My point is this - Battle Hymn of the Tiger Mother is a great book, when read as a memoir of one mother's experience parenting her two daughters. There are good parenting lessons to be learned - the virtue of truly investing time in our children (REAL time, not just shuttling them around), and the importance of learning to be flexible and learning who our children are. Reading about (or seeing) what other parents are doing is okay if it forces you to think about what you believe and want for your own children, as long as the conclusions you draw are your own.

There is no book that will tell you how to successfully or "properly" raise your children. No author, pediatrician, child psychologist, teacher or friend knows. Your mother doesn't know and neither does your great-great aunt. You are your children's only mother. And the best thing you can do for them is to learn who they are, what their strengths and weaknesses are, what they need to succeed and be happy in this world, and how to parent them. Then figure out what you believe - about early academics versus free play, about learning computer skills versus playing outdoors, about popular culture versus old-fashioned values, about piano lessons, soft drinks, happiness, scholastic achievement, creativity, vaccinating, potty training, WHATEVER - and be that parent. Do what is right for your family, regardless of what others are doing or saying. That doesn't mean don't be flexible, don't reassess if things aren't working, but it does mean be confident in your ability to know what's best for your family.

4 comments:

Sarah said...

Absolutely excellent post.

Bonnie said...

Once again may I say you are a mom after my heart. Beautifully put! But then you knew I already felt that way.

Kelly @ Sufficient Grace Ministries said...
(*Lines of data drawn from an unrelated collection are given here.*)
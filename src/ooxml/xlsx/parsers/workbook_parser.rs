//! Parser for Excel workbook.xml files.
//!
//! Only the `<sheets>` list is read: sheet names in tab order and the
//! relationship id that locates each sheet's part.

use super::namespace_prefix;
use crate::common::xml::{attribute, elements, next_element, unescape_xml};

// Typical workbooks have a handful of sheets
const INITIAL_SHEETS_CAPACITY: usize = 16;

/// A `<sheet>` entry of the workbook.
#[derive(Debug, Clone, PartialEq, Eq)]
pub struct SheetEntry {
    /// Tab name
    pub name: String,
    /// Relationship id into `xl/_rels/workbook.xml.rels`
    pub relationship_id: String,
}

/// Parse workbook.xml content into its sheet entries, in tab order.
///
/// Entries missing a name or relationship id are skipped.
pub fn parse_workbook_xml(content: &str) -> Vec<SheetEntry> {
    let prefix = namespace_prefix(content, "workbook");
    let mut sheets = Vec::with_capacity(INITIAL_SHEETS_CAPACITY);

    let Some(section) = next_element(content, &format!("{}sheets", prefix), 0) else {
        return sheets;
    };

    for sheet in elements(section.text(), &format!("{}sheet", prefix)) {
        let name = sheet.attribute("name");
        let relationship_id = relationship_id(sheet.start_tag);
        if let (Some(name), Some(relationship_id)) = (name, relationship_id) {
            sheets.push(SheetEntry {
                name: unescape_xml(name),
                relationship_id: relationship_id.to_string(),
            });
        }
    }

    sheets
}

/// The `r:id` attribute, whatever prefix the officeDocument relationships
/// namespace is bound to.
fn relationship_id(tag: &str) -> Option<&str> {
    if let Some(id) = attribute(tag, "r:id") {
        return Some(id);
    }
    let bytes = tag.as_bytes();
    let colon = memchr::memmem::find(bytes, b":id=")?;
    let start = bytes[..colon]
        .iter()
        .rposition(u8::is_ascii_whitespace)?;
    attribute(tag, &tag[start + 1..colon + 3])
}
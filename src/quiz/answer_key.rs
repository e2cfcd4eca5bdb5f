//! Plain-text answer key for both groups.

use std::ffi::OsString;
use std::io::Write;
use std::path::{Path, PathBuf};

use super::{Labels, QuizRenderer};
use crate::common::Result;
use crate::pairing::{Pairing, Question};

/// Answer key text for a pairing.
///
/// Group A's answers come first, then two blank lines, then group B's:
///
/// ```text
/// Answers Group A
/// Question 1: <answer>
/// ...
///
///
/// Answers Group B
/// Question 1: <answer>
/// ...
/// ```
#[derive(Debug, Clone, Copy)]
pub struct AnswerKey<'a> {
    pairing: &'a Pairing,
    labels: &'a Labels,
}

impl<'a> AnswerKey<'a> {
    pub fn new(pairing: &'a Pairing, labels: &'a Labels) -> Self {
        Self { pairing, labels }
    }

    pub fn render(&self) -> String {
        let mut out = String::new();
        self.push_section(&mut out, &self.labels.answers_a, self.pairing.group_a());
        out.push_str("\n\n");
        self.push_section(&mut out, &self.labels.answers_b, self.pairing.group_b());
        out
    }

    fn push_section(&self, out: &mut String, heading: &str, group: &[Question]) {
        out.push_str(heading);
        out.push('\n');
        for (i, question) in group.iter().enumerate() {
            out.push_str(&format!("{}: {}\n", self.labels.question_title(i), question.answer()));
        }
    }
}

/// Where the answer key for a deck is written: the deck path with `.txt`
/// appended, so `quiz.pptx` gets `quiz.pptx.txt`.
pub fn answer_key_path(deck: &Path) -> PathBuf {
    let mut path = OsString::from(deck.as_os_str());
    path.push(".txt");
    PathBuf::from(path)
}

/// Writes the answer key to any byte sink.
#[derive(Debug)]
pub struct AnswerKeyWriter<W: Write> {
    writer: W,
}

impl<W: Write> AnswerKeyWriter<W> {
    pub fn new(writer: W) -> Self {
        Self { writer }
    }

    pub fn into_inner(self) -> W {
        self.writer
    }
}

impl<W: Write> QuizRenderer for AnswerKeyWriter<W> {
    fn render(&mut self, pairing: &Pairing, labels: &Labels) -> Result<()> {
        let text = AnswerKey::new(pairing, labels).render();
        self.writer.write_all(text.as_bytes())?;
        self.writer.flush()?;
        tracing::debug!(entries = pairing.len(), "wrote answer key");
        Ok(())
    }
}
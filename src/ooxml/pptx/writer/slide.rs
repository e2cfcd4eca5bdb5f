//! Slide XML for question slides.

use crate::common::xml::escape_xml;
use crate::ooxml::opc::constants::namespace;
use crate::ooxml::pptx::layout::Placeholder;

/// One placeholder shape on a new slide.
#[derive(Debug, Clone, Copy)]
pub struct PlaceholderFill<'a> {
    pub placeholder: &'a Placeholder,
    /// Text to show; `None` leaves the layout's prompt text visible
    pub text: Option<&'a str>,
}

/// A slide that repeats placeholders of its layout, some of them filled.
#[derive(Debug, Clone, Default)]
pub struct SlideXml<'a> {
    shapes: Vec<PlaceholderFill<'a>>,
}

impl<'a> SlideXml<'a> {
    pub fn new() -> Self {
        Self::default()
    }

    /// Add a placeholder shape, in shape-tree order.
    pub fn placeholder(&mut self, placeholder: &'a Placeholder, text: Option<&'a str>) -> &mut Self {
        self.shapes.push(PlaceholderFill { placeholder, text });
        self
    }

    /// Generate the slide part.
    pub fn to_xml(&self) -> String {
        let mut xml = String::with_capacity(1024 + self.shapes.len() * 512);

        xml.push_str(r#"<?xml version="1.0" encoding="UTF-8" standalone="yes"?>"#);
        xml.push('\n');
        xml.push_str(r#"<p:sld xmlns:a=""#);
        xml.push_str(namespace::DML_MAIN);
        xml.push_str(r#"" xmlns:r=""#);
        xml.push_str(namespace::OFC_RELATIONSHIPS);
        xml.push_str(r#"" xmlns:p=""#);
        xml.push_str(namespace::PML_MAIN);
        xml.push_str(r#"">"#);

        xml.push_str("<p:cSld>");
        xml.push_str("<p:spTree>");

        // Group shape properties (required)
        xml.push_str("<p:nvGrpSpPr>");
        xml.push_str(r#"<p:cNvPr id="1" name=""/>"#);
        xml.push_str("<p:cNvGrpSpPr/>");
        xml.push_str("<p:nvPr/>");
        xml.push_str("</p:nvGrpSpPr>");
        xml.push_str("<p:grpSpPr>");
        xml.push_str("<a:xfrm>");
        xml.push_str(r#"<a:off x="0" y="0"/>"#);
        xml.push_str(r#"<a:ext cx="0" cy="0"/>"#);
        xml.push_str(r#"<a:chOff x="0" y="0"/>"#);
        xml.push_str(r#"<a:chExt cx="0" cy="0"/>"#);
        xml.push_str("</a:xfrm>");
        xml.push_str("</p:grpSpPr>");

        // The group shape uses id 1
        for (i, shape) in self.shapes.iter().enumerate() {
            write_placeholder_shape(&mut xml, i as u32 + 2, shape);
        }

        xml.push_str("</p:spTree>");
        xml.push_str("</p:cSld>");
        xml.push_str(r#"<p:clrMapOvr><a:masterClrMapping/></p:clrMapOvr>"#);
        xml.push_str("</p:sld>");

        xml
    }
}

fn write_placeholder_shape(xml: &mut String, id: u32, shape: &PlaceholderFill<'_>) {
    let ph = shape.placeholder;

    xml.push_str("<p:sp>");
    xml.push_str("<p:nvSpPr>");
    xml.push_str(&format!(r#"<p:cNvPr id="{}" name=""#, id));
    if ph.name.is_empty() {
        xml.push_str(&format!("Placeholder {}", id - 1));
    } else {
        xml.push_str(&escape_xml(&ph.name));
    }
    xml.push_str(r#""/>"#);
    xml.push_str(r#"<p:cNvSpPr><a:spLocks noGrp="1"/></p:cNvSpPr>"#);
    xml.push_str("<p:nvPr>");
    xml.push_str(&ph.ph_xml());
    xml.push_str("</p:nvPr>");
    xml.push_str("</p:nvSpPr>");
    xml.push_str("<p:spPr/>");

    match shape.text {
        Some(text) => {
            xml.push_str("<p:txBody><a:bodyPr/><a:lstStyle/>");
            write_paragraphs(xml, text);
            xml.push_str("</p:txBody>");
        },
        None if ph.has_text_frame() => {
            xml.push_str("<p:txBody><a:bodyPr/><a:lstStyle/><a:p/></p:txBody>");
        },
        None => {},
    }

    xml.push_str("</p:sp>");
}

/// One `<a:p>` per line of `text`.
fn write_paragraphs(xml: &mut String, text: &str) {
    for line in text.split('\n') {
        let line = line.strip_suffix('\r').unwrap_or(line);
        if line.is_empty() {
            xml.push_str("<a:p/>");
            continue;
        }
        xml.push_str("<a:p><a:r>");
        xml.push_str(r#"<a:rPr lang="en-US" dirty="0"/>"#);
        xml.push_str("<a:t>");
        xml.push_str(&escape_xml(line));
        xml.push_str("</a:t>");
        xml.push_str("</a:r></a:p>");
    }
}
Oh my word...this is hands down my favorite post you've written. I love it with all my love and just may link back to it next time I'm talking about motherhood on my blog!!! You rock, my friend. I'm so glad I took the time to read this tonight. I especially love when you said, "There's no room for peer pressure in good parenting." Can I get an amen sister?! I am high-fiving you from here!! I love every word...every inch of this post. You are the best mother to your children as am I. God knows what He is doing when He gives us our kids.

He's wise like that!

Thank you for this! Well said...

Leighann said...

This is an excellent post. (btw, growing up I didn't know that college wasn't mandatory!). The only thing I'd say is I've learned a lot from child psychology books and parenting books. I'm confident in my parenting, but know there are things I have no clue about.... I've read a lot and taken what I feel fits my children and our family style. I've known parents who didn't read a single thing, went on their intuition and did big disservices to their children who are still suffering as adults as a result.